▸ WORK TO BE COMPLETED: In the entries that follow, find the line containing "filename src/models/account.rs", then output exactly every line from the first through that one.
::: DATA FOR ANALYSIS
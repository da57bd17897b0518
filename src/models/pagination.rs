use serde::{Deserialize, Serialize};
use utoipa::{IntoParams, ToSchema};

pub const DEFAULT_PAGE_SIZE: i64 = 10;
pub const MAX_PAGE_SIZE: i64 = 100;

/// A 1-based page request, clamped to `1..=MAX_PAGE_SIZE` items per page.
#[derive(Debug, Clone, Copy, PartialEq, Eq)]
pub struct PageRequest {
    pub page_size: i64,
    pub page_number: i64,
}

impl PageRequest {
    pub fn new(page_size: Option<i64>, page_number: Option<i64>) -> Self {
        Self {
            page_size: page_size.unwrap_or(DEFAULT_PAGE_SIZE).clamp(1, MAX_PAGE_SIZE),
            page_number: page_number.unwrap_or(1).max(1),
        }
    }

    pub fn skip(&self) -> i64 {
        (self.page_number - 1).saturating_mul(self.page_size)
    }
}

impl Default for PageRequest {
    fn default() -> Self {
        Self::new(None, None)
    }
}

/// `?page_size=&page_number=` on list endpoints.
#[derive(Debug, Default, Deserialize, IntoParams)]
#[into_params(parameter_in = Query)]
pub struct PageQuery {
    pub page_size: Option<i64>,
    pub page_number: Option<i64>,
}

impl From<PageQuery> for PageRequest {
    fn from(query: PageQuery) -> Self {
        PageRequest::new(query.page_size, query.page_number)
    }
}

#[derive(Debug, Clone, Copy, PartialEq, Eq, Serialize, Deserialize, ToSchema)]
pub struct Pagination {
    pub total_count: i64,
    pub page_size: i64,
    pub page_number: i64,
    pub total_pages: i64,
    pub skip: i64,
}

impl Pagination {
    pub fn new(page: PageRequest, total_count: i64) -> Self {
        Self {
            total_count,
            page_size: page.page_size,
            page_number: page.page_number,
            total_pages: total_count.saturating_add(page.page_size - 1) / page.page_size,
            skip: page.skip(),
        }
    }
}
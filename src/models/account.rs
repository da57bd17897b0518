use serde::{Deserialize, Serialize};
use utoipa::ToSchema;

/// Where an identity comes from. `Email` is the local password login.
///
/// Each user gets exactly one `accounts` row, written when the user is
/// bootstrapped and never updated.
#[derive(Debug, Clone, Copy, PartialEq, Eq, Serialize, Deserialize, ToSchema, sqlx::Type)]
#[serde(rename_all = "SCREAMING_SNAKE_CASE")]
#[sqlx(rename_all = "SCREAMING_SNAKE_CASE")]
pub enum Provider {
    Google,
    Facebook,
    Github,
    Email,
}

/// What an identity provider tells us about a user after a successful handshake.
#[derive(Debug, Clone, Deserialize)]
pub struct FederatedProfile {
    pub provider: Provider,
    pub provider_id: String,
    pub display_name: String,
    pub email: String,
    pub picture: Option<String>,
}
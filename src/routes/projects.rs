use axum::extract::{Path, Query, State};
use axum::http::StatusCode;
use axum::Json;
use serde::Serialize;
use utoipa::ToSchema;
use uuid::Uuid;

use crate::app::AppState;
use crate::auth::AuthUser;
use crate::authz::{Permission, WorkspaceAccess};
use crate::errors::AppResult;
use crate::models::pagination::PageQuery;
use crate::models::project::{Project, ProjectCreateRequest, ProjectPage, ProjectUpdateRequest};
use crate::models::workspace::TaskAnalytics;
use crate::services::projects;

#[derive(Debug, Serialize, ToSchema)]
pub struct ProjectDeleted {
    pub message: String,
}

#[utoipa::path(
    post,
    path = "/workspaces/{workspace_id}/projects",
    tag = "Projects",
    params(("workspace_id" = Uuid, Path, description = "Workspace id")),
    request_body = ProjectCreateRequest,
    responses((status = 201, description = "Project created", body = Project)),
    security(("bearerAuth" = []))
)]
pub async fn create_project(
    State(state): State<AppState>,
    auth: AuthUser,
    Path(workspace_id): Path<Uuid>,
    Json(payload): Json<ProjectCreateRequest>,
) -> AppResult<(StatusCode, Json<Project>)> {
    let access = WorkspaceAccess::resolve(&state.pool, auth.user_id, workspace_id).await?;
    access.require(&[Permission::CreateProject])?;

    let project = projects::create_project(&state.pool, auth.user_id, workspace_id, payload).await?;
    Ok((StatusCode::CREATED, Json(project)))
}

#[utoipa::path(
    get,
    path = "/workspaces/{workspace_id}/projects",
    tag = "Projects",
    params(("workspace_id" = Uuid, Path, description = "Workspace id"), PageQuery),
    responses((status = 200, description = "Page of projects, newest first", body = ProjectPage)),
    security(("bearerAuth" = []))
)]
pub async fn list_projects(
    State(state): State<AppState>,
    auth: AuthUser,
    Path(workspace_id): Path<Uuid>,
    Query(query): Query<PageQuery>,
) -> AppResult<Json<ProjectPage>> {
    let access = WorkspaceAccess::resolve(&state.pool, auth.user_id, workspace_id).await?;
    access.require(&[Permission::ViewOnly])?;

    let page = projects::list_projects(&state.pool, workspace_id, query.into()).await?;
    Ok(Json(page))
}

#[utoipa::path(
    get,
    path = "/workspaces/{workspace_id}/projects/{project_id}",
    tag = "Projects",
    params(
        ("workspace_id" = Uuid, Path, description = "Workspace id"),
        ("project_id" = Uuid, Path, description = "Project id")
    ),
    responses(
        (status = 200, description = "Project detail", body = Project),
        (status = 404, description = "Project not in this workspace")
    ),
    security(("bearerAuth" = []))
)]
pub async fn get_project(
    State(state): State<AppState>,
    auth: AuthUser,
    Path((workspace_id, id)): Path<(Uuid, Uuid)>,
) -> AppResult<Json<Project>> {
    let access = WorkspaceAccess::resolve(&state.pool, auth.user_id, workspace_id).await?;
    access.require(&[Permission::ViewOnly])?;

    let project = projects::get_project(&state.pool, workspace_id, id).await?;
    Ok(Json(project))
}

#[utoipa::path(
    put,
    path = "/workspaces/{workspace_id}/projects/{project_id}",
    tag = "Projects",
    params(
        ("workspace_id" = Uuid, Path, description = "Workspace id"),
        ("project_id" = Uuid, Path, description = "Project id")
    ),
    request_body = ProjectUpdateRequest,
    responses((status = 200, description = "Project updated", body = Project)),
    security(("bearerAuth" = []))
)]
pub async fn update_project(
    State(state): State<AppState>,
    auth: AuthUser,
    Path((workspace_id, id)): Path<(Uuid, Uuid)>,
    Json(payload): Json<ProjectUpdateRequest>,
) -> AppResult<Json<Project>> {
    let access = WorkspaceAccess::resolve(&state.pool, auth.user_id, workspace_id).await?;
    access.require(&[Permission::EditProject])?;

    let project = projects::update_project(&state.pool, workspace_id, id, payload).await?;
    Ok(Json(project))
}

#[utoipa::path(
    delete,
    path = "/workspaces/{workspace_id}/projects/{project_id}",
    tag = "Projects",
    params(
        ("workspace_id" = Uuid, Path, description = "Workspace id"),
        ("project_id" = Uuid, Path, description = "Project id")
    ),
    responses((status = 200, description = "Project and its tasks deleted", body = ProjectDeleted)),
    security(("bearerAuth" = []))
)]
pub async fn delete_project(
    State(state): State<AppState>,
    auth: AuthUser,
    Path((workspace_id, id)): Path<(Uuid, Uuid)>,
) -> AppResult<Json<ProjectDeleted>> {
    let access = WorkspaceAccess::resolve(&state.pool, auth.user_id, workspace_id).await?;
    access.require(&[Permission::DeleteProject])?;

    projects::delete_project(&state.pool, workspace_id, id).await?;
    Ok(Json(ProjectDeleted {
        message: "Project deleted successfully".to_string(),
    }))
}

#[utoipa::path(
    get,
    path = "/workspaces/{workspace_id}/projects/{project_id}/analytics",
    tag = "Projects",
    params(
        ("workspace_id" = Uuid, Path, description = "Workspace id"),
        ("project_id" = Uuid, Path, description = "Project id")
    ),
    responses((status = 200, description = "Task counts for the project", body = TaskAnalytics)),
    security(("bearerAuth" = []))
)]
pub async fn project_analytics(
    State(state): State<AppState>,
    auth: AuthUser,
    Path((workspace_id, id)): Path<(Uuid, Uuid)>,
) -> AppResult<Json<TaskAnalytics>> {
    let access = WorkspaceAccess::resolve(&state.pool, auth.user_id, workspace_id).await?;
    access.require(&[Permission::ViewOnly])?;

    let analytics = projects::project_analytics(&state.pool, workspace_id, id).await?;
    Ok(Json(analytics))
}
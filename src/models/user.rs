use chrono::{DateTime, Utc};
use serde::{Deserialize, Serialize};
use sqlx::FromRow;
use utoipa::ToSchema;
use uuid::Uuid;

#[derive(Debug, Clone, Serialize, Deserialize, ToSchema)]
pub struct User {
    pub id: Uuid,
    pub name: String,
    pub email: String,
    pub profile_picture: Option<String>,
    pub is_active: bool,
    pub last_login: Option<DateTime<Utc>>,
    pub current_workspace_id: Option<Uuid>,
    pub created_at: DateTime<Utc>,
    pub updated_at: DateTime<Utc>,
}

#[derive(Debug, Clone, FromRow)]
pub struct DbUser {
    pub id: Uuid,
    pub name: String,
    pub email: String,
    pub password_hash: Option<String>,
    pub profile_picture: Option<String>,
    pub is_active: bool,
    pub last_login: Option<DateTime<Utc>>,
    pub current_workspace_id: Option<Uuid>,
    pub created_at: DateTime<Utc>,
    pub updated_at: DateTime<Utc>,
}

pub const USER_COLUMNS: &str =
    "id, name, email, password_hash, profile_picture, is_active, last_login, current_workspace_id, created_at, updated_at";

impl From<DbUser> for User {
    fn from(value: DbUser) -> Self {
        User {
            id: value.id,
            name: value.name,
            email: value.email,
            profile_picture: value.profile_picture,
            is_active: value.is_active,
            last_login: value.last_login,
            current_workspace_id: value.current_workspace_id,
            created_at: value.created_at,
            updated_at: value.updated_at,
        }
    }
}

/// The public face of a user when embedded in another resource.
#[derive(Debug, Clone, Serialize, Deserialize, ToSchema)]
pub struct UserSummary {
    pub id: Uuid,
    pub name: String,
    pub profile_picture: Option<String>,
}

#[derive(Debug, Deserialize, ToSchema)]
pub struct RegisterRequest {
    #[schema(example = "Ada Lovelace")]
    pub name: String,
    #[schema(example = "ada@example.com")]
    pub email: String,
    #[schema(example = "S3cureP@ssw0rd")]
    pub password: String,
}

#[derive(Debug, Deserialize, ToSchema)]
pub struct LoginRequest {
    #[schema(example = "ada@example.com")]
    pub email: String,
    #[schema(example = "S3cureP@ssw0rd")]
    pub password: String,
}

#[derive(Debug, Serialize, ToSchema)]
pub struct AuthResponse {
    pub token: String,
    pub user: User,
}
::::::
▸ REPLY:
repository da57bd17897b0518
filename src/models/pagination.rs
use serde::{Deserialize, Serialize};
use utoipa::{IntoParams, ToSchema};

pub const DEFAULT_PAGE_SIZE: i64 = 10;
pub const MAX_PAGE_SIZE: i64 = 100;

/// A 1-based page request, clamped to `1..=MAX_PAGE_SIZE` items per page.
#[derive(Debug, Clone, Copy, PartialEq, Eq)]
pub struct PageRequest {
    pub page_size: i64,
    pub page_number: i64,
}

impl PageRequest {
    pub fn new(page_size: Option<i64>, page_number: Option<i64>) -> Self {
        Self {
            page_size: page_size.unwrap_or(DEFAULT_PAGE_SIZE).clamp(1, MAX_PAGE_SIZE),
            page_number: page_number.unwrap_or(1).max(1),
        }
    }

    pub fn skip(&self) -> i64 {
        (self.page_number - 1).saturating_mul(self.page_size)
    }
}

impl Default for PageRequest {
    fn default() -> Self {
        Self::new(None, None)
    }
}

/// `?page_size=&page_number=` on list endpoints.
#[derive(Debug, Default, Deserialize, IntoParams)]
#[into_params(parameter_in = Query)]
pub struct PageQuery {
    pub page_size: Option<i64>,
    pub page_number: Option<i64>,
}

impl From<PageQuery> for PageRequest {
    fn from(query: PageQuery) -> Self {
        PageRequest::new(query.page_size, query.page_number)
    }
}

#[derive(Debug, Clone, Copy, PartialEq, Eq, Serialize, Deserialize, ToSchema)]
pub struct Pagination {
    pub total_count: i64,
    pub page_size: i64,
    pub page_number: i64,
    pub total_pages: i64,
    pub skip: i64,
}

impl Pagination {
    pub fn new(page: PageRequest, total_count: i64) -> Self {
        Self {
            total_count,
            page_size: page.page_size,
            page_number: page.page_number,
            total_pages: total_count.saturating_add(page.page_size - 1) / page.page_size,
            skip: page.skip(),
        }
    }
}
filename src/models/account.rs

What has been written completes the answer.